Prompt — Your task is to repeat the records exactly from the line containing "1, idea, state.curation_of(idea)));" onward, through the final line.

Records from a collection —

//! 対話的レビューセッション
//!
//! スケジューラを動かしたまま、1行コマンドでキュレーションやフィルタ変更を行う。
//! 番号は直前に表示したフィルタ結果の並び（1始まり）。

use crate::dashboard::{CurationOutcome, Dashboard, ResetOutcome};
use crate::export::ClipboardSink;
use crate::notify::DialoguerConfirmer;
use crate::render;
use crate::scheduler::RefreshScheduler;
use anyhow::{anyhow, bail, Result};
use idea_curator_common::{CurationFilter, CurationStatus, DerivedIdea, FeedbackAction};
use std::sync::Arc;

const HELP: &str = "\
コマンド:
  (空行) / ls        一覧を再表示
  p|h|r <番号>       公開/保留/却下をトグル
  g [等級]           等級フィルタ（省略で解除）
  c [状態]           キュレーションフィルタ (all/uncurated/published/hold/rejected)
  s [文字列]         検索（省略で解除）
  f <番号> <種別> [コメント]  フィードバック (like/dislike/blacklist/comment)
  x                  公開アイデアをエクスポート
  stats              統計を表示
  refresh            今すぐ再取得
  reset              全キュレーション状態を初期化
  ?                  ヘルプ
  q                  終了";

const SHOW_LIMIT: usize = 30;

#[derive(Debug, Clone, PartialEq)]
pub enum ReviewCommand {
    Show,
    Curate { index: usize, status: CurationStatus },
    Grade(Option<String>),
    Curation(CurationFilter),
    Search(Option<String>),
    Feedback { index: usize, action: FeedbackAction, comment: Option<String> },
    Export,
    Stats,
    Refresh,
    Reset,
    Help,
    Quit,
}

/// 1行をコマンドに変換
pub fn parse_command(line: &str) -> Result<ReviewCommand> {
    let line = line.trim();
    let (head, rest) = match line.split_once(char::is_whitespace) {
        Some((head, rest)) => (head, rest.trim()),
        None => (line, ""),
    };
    let optional = |s: &str| (!s.is_empty()).then(|| s.to_string());

    let command = match head {
        "" | "ls" => ReviewCommand::Show,
        "p" | "h" | "r" => ReviewCommand::Curate {
            index: parse_index(rest)?,
            status: head.parse()?,
        },
        "g" => ReviewCommand::Grade(optional(rest)),
        "c" => ReviewCommand::Curation(rest.parse()?),
        "s" => ReviewCommand::Search(optional(rest)),
        "f" => {
            let mut parts = rest.splitn(3, char::is_whitespace);
            let index = parse_index(parts.next().unwrap_or(""))?;
            let action = parts
                .next()
                .ok_or_else(|| anyhow!("フィードバック種別を指定してください"))?
                .parse()?;
            let comment = parts.next().map(str::trim).and_then(optional);
            ReviewCommand::Feedback { index, action, comment }
        }
        "x" => ReviewCommand::Export,
        "stats" => ReviewCommand::Stats,
        "refresh" => ReviewCommand::Refresh,
        "reset" => ReviewCommand::Reset,
        "?" | "help" => ReviewCommand::Help,
        "q" | "quit" | "exit" => ReviewCommand::Quit,
        other => bail!("不明なコマンド: {}（? でヘルプ）", other),
    };
    Ok(command)
}

fn parse_index(s: &str) -> Result<usize> {
    match s.trim().parse::<usize>() {
        Ok(n) if n > 0 => Ok(n),
        _ => bail!("番号は1以上の整数で指定してください: {:?}", s),
    }
}

pub async fn run(
    dashboard: Dashboard,
    mut scheduler: RefreshScheduler,
    sink: Arc<dyn ClipboardSink>,
) -> Result<()> {
    scheduler.start()?;
    dashboard.wait_loaded().await;

    println!("{}\n", HELP);
    let mut shown = show(&dashboard).await;

    loop {
        let line = tokio::task::spawn_blocking(|| {
            dialoguer::Input::<String>::new()
                .with_prompt("review")
                .allow_empty(true)
                .interact_text()
        })
        .await??;

        let command = match parse_command(&line) {
            Ok(command) => command,
            Err(e) => {
                println!("{}", e);
                continue;
            }
        };

        match command {
            ReviewCommand::Show => {}
            ReviewCommand::Curate { index, status } => {
                let Some(idea) = pick(&shown, index) else { continue };
                match dashboard.set_curation(idea, status).await {
                    CurationOutcome::Ignored => println!("IDの無いアイデアはキュレーションできません"),
                    CurationOutcome::Applied(Some(s)) => println!("✔ {} → {}", idea.uid, s),
                    CurationOutcome::Applied(None) => println!("✔ {} → 未キュレーション", idea.uid),
                    CurationOutcome::Failed => {}
                }
            }
            ReviewCommand::Grade(grade) => dashboard.update_filters(|f| f.grade = grade).await,
            ReviewCommand::Curation(filter) => dashboard.update_filters(|f| f.curation = filter).await,
            ReviewCommand::Search(query) => dashboard.update_filters(|f| f.search = query).await,
            ReviewCommand::Feedback { index, action, comment } => {
                if let Some(idea) = pick(&shown, index) {
                    dashboard.feedback().send_feedback(idea, action, comment).await;
                }
                continue;
            }
            ReviewCommand::Export => {
                dashboard.exporter(Arc::clone(&sink)).copy_published_md().await;
                continue;
            }
            ReviewCommand::Stats => {
                dashboard.fetch_stats().await;
                if let Some(stats) = dashboard.stats().await {
                    println!("統計:");
                    render::stats_lines(&stats).iter().for_each(|l| println!("{}", l));
                }
                continue;
            }
            ReviewCommand::Refresh => {
                dashboard.fetch_all().await;
            }
            ReviewCommand::Reset => {
                if dashboard.reset_curation(&DialoguerConfirmer).await == ResetOutcome::Declined {
                    println!("キャンセルしました");
                }
            }
            ReviewCommand::Help => {
                println!("{}", HELP);
                continue;
            }
            ReviewCommand::Quit => break,
        }

        shown = show(&dashboard).await;
    }

    scheduler.stop();
    Ok(())
}

fn pick(shown: &[DerivedIdea], index: usize) -> Option<&DerivedIdea> {
    let idea = shown.get(index - 1);
    if idea.is_none() {
        println!("番号 {} は一覧にありません", index);
    }
    idea
}

/// 現在のフィルタ結果を表示して返す
async fn show(dashboard: &Dashboard) -> Vec<DerivedIdea> {
    let state = dashboard.snapshot().await;
    let ideas = state.filtered_ideas();

    println!(
        "\n📋 {}件 / 全{}件  等級分布: {}  公開:{} 保留:{} 却下:{}  フィルタ: 等級={} 状態={} 検索={}",
        ideas.len(),
        state.batches.idea_count(),
        render::grade_distribution_line(&state.grade_distribution()),
        state.curation.count(CurationStatus::Published),
        state.curation.count(CurationStatus::Hold),
        state.curation.count(CurationStatus::Rejected),
        state.filters.grade.as_deref().unwrap_or("-"),
        state.filters.curation,
        state.filters.search.as_deref().unwrap_or("-"),
    );
    for (i, idea) in ideas.iter().take(SHOW_LIMIT).enumerate() {
        println!("{}", render::idea_line(i + 1, idea, state.curation_of(idea)));
    }
    if ideas.len() > SHOW_LIMIT {
        println!("  …ほか{}件（フィルタで絞り込んでください）", ideas.len() - SHOW_LIMIT);
    }
    ideas
}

Task result —
        println!("{}", render::idea_line(i + 1, idea, state.curation_of(idea)));
    }
    if ideas.len() > SHOW_LIMIT {
        println!("  …ほか{}件（フィルタで絞り込んでください）", ideas.len() - SHOW_LIMIT);
    }
    ideas
}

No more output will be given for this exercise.